◆ TASK DETAILS
Up to and including the line with "other thread are", copy the records below exactly from their first line.
□ □ □
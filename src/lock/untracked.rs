use {
    super::{
        register_or_test, release_registration, Count, Mode, Order, OrderableLock, RawLock,
        ORDER_UNORDERED,
    },
    crate::{
        auth::{Authorization, LockRequest, UnlockRequest, UntrackedSingle},
        thread_token::thread_token,
    },
    parking_lot::{
        lock_api::RawMutex as RawMutexTrait,
        RawMutex,
    },
    std::sync::atomic::{AtomicUsize, Ordering::Relaxed},
};


/// A plain mutex with no book-keeping.
///
/// It cannot tell whether other threads are queued, so it reports the most
/// pessimistic picture to the policy: always in use, always locked out. In
/// combination with any tracking policy that means a thread holding anything
/// else will almost always be refused, and a container with this lock can
/// never take part in a multi-lock sequence.
///
/// Shared and exclusive requests are the same thing here.
pub struct Untracked {
    raw: RawMutex,
    /// Thread token of the holder; releases from any other thread are
    /// refused, which keeps the raw unlock sound.
    owner: AtomicUsize,
}

impl Untracked {
    pub const fn new() -> Self {
        Self {
            raw: RawMutex::INIT,
            owner: AtomicUsize::new(0),
        }
    }

    pub(super) fn lock_at(
        &self,
        order: Order,
        auth: Option<&Authorization>,
        _mode: Mode,
        blocking: bool,
        test: bool,
    ) -> Option<Count> {
        let mut request = LockRequest {
            write: true,
            blocking,
            lock_out: true,
            must_block: true,
            order,
        };
        if !register_or_test(auth, &mut request, test) {
            return None;
        }
        if blocking {
            self.raw.lock();
        } else if !self.raw.try_lock() {
            if !test {
                release_registration(auth, &UnlockRequest { write: true, order });
            }
            return None;
        }
        self.owner.store(thread_token(), Relaxed);
        Some(0)
    }

    pub(super) fn unlock_at(
        &self,
        order: Order,
        auth: Option<&Authorization>,
        _mode: Mode,
        test: bool,
    ) -> Option<Count> {
        // Releases from a thread that does not hold the mutex are refused;
        // anything else would make the raw unlock unsound.
        if self.owner.load(Relaxed) != thread_token() {
            return None;
        }
        self.owner.store(0, Relaxed);
        if !test {
            release_registration(auth, &UnlockRequest { write: true, order });
        }
        // SAFETY: - The owner field matched the current thread's token, so
        //           this thread is the one that locked the mutex.
        unsafe {
            self.raw.unlock();
        }
        Some(0)
    }
}

impl Default for Untracked {
    fn default() -> Self {
        Self::new()
    }
}

impl RawLock for Untracked {
    fn acquire(
        &self,
        auth: Option<&Authorization>,
        mode: Mode,
        blocking: bool,
        test: bool,
    ) -> Option<Count> {
        self.lock_at(ORDER_UNORDERED, auth, mode, blocking, test)
    }

    fn release(&self, auth: Option<&Authorization>, mode: Mode, test: bool) -> Option<Count> {
        self.unlock_at(ORDER_UNORDERED, auth, mode, test)
    }
}

impl super::sealed::Sealed for Untracked {}

impl OrderableLock for Untracked {
    fn acquire_at(
        &self,
        order: Order,
        auth: Option<&Authorization>,
        mode: Mode,
        blocking: bool,
        test: bool,
    ) -> Option<Count> {
        self.lock_at(order, auth, mode, blocking, test)
    }

    fn release_at(
        &self,
        order: Order,
        auth: Option<&Authorization>,
        mode: Mode,
        test: bool,
    ) -> Option<Count> {
        self.unlock_at(order, auth, mode, test)
    }
}

impl super::MatchedPolicy for Untracked {
    type Policy = UntrackedSingle;
}

impl Drop for Untracked {
    fn drop(&mut self) {
        debug_assert!(!self.raw.is_locked(), "lock dropped while held");
    }
}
□ □ □
◆ EXERCISE ANSWER
filename src/lock/untracked.rs
use {
    super::{
        register_or_test, release_registration, Count, Mode, Order, OrderableLock, RawLock,
        ORDER_UNORDERED,
    },
    crate::{
        auth::{Authorization, LockRequest, UnlockRequest, UntrackedSingle},
        thread_token::thread_token,
    },
    parking_lot::{
        lock_api::RawMutex as RawMutexTrait,
        RawMutex,
    },
    std::sync::atomic::{AtomicUsize, Ordering::Relaxed},
};


/// A plain mutex with no book-keeping.
///
/// It cannot tell whether other threads are queued, so it reports the most
/// pessimistic picture to the policy: always in use, always locked out. In
/// combination with any tracking policy that means a thread holding anything
/// else will almost always be refused, and a container with this lock can
/// never take part in a multi-lock sequence.
///
/// Shared and exclusive requests are the same thing here.
pub struct Untracked {
    raw: RawMutex,
    /// Thread token of the holder; releases from any other thread are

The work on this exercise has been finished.